In about 260 BCE Ashoka waged a bitterly destructive war against the state of Kalinga. He conquered Kalinga, which none of his ancestors had done. He embraced Buddhism after witnessing the mass deaths of the Kalinga war, which he himself had waged out of the desire for the conquest.
He reflected on the war in Kalinga, which reportedly had resulted in more than 100,000 deaths and 150,000 deportations. Ashoka converted gradually to Buddhism beginning about the 263 BCE.
Ashoka is also referred to as Samraat Chakravartin Ashoka – the “Emperors Ashoka”.
Ashoka ruled for an estimated forty years. Legend states that during his cremation, his body burned for seven days and nights. After, the death of Ashoka, the Mauryan dynasty lasted just 50 more years until his empire stretched over almost the entire Indian subcontinent.
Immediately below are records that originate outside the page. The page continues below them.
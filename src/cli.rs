use clap::{Args, Parser, Subcommand};
use std::path::PathBuf;

#[derive(Parser)]
#[command(name = "shipctl", version, about = "Web app deployment CLI")]
pub struct Cli {
    #[command(subcommand)]
    pub command: Commands,
}

#[derive(Subcommand)]
pub enum Commands {
    /// Upload a built directory tree to the S3 bucket and invalidate CloudFront.
    Sync(SyncArgs),
    /// Mirror a local directory onto the EC2 host over SFTP.
    Mirror(MirrorArgs),
    /// Package the app and deploy it to the Lightsail host.
    Deploy(DeployArgs),
    /// Look up the domain's hosted zone and A record in Route 53.
    VerifyDomain,
    /// Verify AWS credentials and SSH connectivity without deploying.
    Check,
}

#[derive(Args)]
pub struct SyncArgs {
    /// Local directory to upload.
    #[arg(long, default_value = "build")]
    pub path: PathBuf,
    /// Optional key prefix inside the bucket.
    #[arg(long)]
    pub prefix: Option<String>,
}

#[derive(Args)]
pub struct MirrorArgs {
    /// Local directory to mirror.
    #[arg(long, default_value = "build")]
    pub path: PathBuf,
    /// Remote directory to mirror into.
    #[arg(long)]
    pub remote_dir: String,
}

#[derive(Args)]
pub struct DeployArgs {
    /// Project root containing the deploy-file manifest entries.
    #[arg(long, default_value = ".")]
    pub project_root: PathBuf,
    /// Run `npm run build` before packaging.
    #[arg(long, default_value_t = false)]
    pub build: bool,
}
In the year 185 BCE, about 50 years after Ashoka’s death, the last Maurya ruler, Brihadratha, was assassinated by the commander-in- chief of the Mauryan armed forces, Pushyamitra Shunga, while he was taking the Guard of Honour his forces. Pushyamitra Shunga founded the Shunga dynasty (185 BCE-75 BCE) and ruled just the fragmented part of the Mauryan Empire. Many of the north-western territories of the Mauryan Empire became the Indo-Greek Kingdom.
King Ashoka, the 3rd monarch of the Indian Mauryan dynasty, is also considered as one of the most exemplary ruler ever lived.